Impfungen

Gelbfieber-Schutzimpfung

Gelbfieber ist eine schwere Infektionskrankheit. Sie wird durch das Gelbfieber-Virus ausgelöst und gehört zu den gefürchteten hämorrhagischen Fieberkrankheiten. Sie kommt vor allem in den Tropen in Afrika und Südamerika vor und wird durch eine Mücke übertragen. Unbehandelt endet die Infektion oft nach 1 Woche mit dem Tod.

Der Impfstoff (Spritze) besteht aus abgeschwächten, lebenden Viren. Nach der Impfung bildet der Körper Abwehrstoffe (Antikörper) gegen die Viren. Infiziert man sich mit echten Gelbfieber-Viren, bekämpfen die Antikörper die echten Erreger. Der Ausbruch der Krankheit wird so verhindert. Die Impfung für Kinder ist erst ab dem 6. Monat möglich.

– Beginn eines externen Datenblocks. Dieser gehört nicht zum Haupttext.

// Copyright (C) 2025 SyncMyOrders Sp. z o.o.
// SPDX-License-Identifier: AGPL-3.0-or-later
//! Shared fixtures for the onboarding integration tests.

#![allow(dead_code)]

use std::sync::atomic::{AtomicU32, Ordering};
use std::sync::{Arc, Mutex};
use std::time::Duration;

use async_trait::async_trait;
use chrono::{DateTime, Utc};
use durable_runtime::{ActivityError, MemoryPersistence, Persistence, Runtime, VirtualClock};
use onboarding_workflows::{
    Activities, DocumentUpload, MerchantInfo, OnboardingRequest, ReminderRequest, ReminderType,
    StubActivities, VerificationResult,
};

pub const DAY: Duration = Duration::from_secs(86_400);

pub fn origin() -> DateTime<Utc> {
    DateTime::parse_from_rfc3339("2025-06-02T08:00:00Z")
        .unwrap()
        .with_timezone(&Utc)
}

pub fn merchant(merchant_id: &str) -> MerchantInfo {
    MerchantInfo {
        merchant_id: merchant_id.to_string(),
        name: "Acme Online Store".to_string(),
        email: "onboarding@acme-store.com".to_string(),
        country: "NL".to_string(),
        business_type: "ecommerce".to_string(),
    }
}

pub fn request(merchant_id: &str) -> OnboardingRequest {
    OnboardingRequest::new(merchant(merchant_id), origin())
}

pub fn runtime_over(persistence: Arc<dyn Persistence>, clock: Arc<VirtualClock>) -> Runtime {
    Runtime::builder()
        .persistence(persistence)
        .clock(clock)
        .build()
        .unwrap()
}

/// Runtime over fresh memory persistence and a virtual clock at [`origin`].
///
/// Must be called inside a paused-time test.
pub fn test_runtime() -> (Runtime, Arc<VirtualClock>) {
    let clock = Arc::new(VirtualClock::new(origin()));
    let runtime = runtime_over(Arc::new(MemoryPersistence::new()), clock.clone());
    (runtime, clock)
}

#[derive(Debug, Clone, PartialEq, Eq)]
pub enum Call {
    Reminder(ReminderType),
    DisablePayments,
    Supplier(String),
    Internal,
}

/// Failure modes layered over [`StubActivities`].
#[derive(Debug, Default, Clone)]
pub struct Behaviour {
    pub reminders_fail: bool,
    pub disable_fails: bool,
    /// Transient supplier failures before the first success.
    pub supplier_outages: u32,
    /// Supplier answers without error but does not verify the document.
    pub supplier_declines: bool,
    pub internal_fails: bool,
}

/// Activities that record every invocation, including retried attempts.
pub struct RecordingActivities {
    stub: StubActivities,
    behaviour: Behaviour,
    supplier_outages_left: AtomicU32,
    calls: Mutex<Vec<Call>>,
}

impl RecordingActivities {
    pub fn new() -> Arc<Self> {
        Self::with(Behaviour::default())
    }

    pub fn with(behaviour: Behaviour) -> Arc<Self> {
        Arc::new(Self {
            stub: StubActivities::new(),
            supplier_outages_left: AtomicU32::new(behaviour.supplier_outages),
            behaviour,
            calls: Mutex::new(Vec::new()),
        })
    }

    fn record(&self, call: Call) {
        self.calls.lock().unwrap().push(call);
    }

    pub fn calls(&self) -> Vec<Call> {
        self.calls.lock().unwrap().clone()
    }

    pub fn reminders(&self) -> Vec<ReminderType> {
        self.calls()
            .into_iter()
            .filter_map(|c| match c {
                Call::Reminder(t) => Some(t),
                _ => None,
            })
            .collect()
    }

    pub fn count(&self, call: &Call) -> usize {
        self.calls().iter().filter(|c| *c == call).count()
    }

    pub fn supplier_documents(&self) -> Vec<String> {
        self.calls()
            .into_iter()
            .filter_map(|c| match c {
                Call::Supplier(doc) => Some(doc),
                _ => None,
            })
            .collect()
    }
}

#[async_trait]
impl Activities for RecordingActivities {
    async fn send_reminder(&self, request: &ReminderRequest) -> Result<String, ActivityError> {
        self.record(Call::Reminder(request.reminder_type));
        if self.behaviour.reminders_fail {
            return Err(ActivityError::retryable("smtp relay unavailable"));
        }
        self.stub.send_reminder(request).await
    }

    async fn disable_payments(&self, merchant_id: &str) -> Result<(), ActivityError> {
        self.record(Call::DisablePayments);
        if self.behaviour.disable_fails {
            return Err(ActivityError::retryable("payments api unavailable"));
        }
        self.stub.disable_payments(merchant_id).await
    }

    async fn validate_with_supplier(
        &self,
        document: &DocumentUpload,
    ) -> Result<VerificationResult, ActivityError> {
        self.record(Call::Supplier(document.document_id.clone()));
        let outage = self
            .supplier_outages_left
            .fetch_update(Ordering::SeqCst, Ordering::SeqCst, |left| left.checked_sub(1))
            .is_ok();
        if outage {
            return Err(ActivityError::retryable("supplier unavailable"));
        }
        if self.behaviour.supplier_declines {
            return Ok(VerificationResult::failed(
                format!("SUP-FAIL-{}", document.merchant_id),
                "document expired",
            ));
        }
        self.stub.validate_with_supplier(document).await
    }

    async fn perform_internal_verifications(
        &self,
        merchant_id: &str,
    ) -> Result<VerificationResult, ActivityError> {
        self.record(Call::Internal);
        if self.behaviour.internal_fails {
            return Err(ActivityError::retryable("watchlist service unavailable"));
        }
        self.stub.perform_internal_verifications(merchant_id).await
    }
}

Diese Impfung darf nur durch bestimmte Impfstellen ausgeführt werden (Tropeninstitut, Gesundheitsamt, etc.).

Maximale Schutzzeit: beginnt nach 6 Tagen und hält 10 Jahre
Übliche Impfreaktionen: Selten zwischen dem 5. und 8. Tag leichte "grippale" Allgemeinerscheinungen
Wichtig: Person sollte bei der Impfung ganz gesund sein (auch keine Erkältungen!).
Allergien müssen dem Arzt vor der Impfung mitgeteilt oder geklärt werden, um eventuell einen geeigneteren Impfstoff zu finden.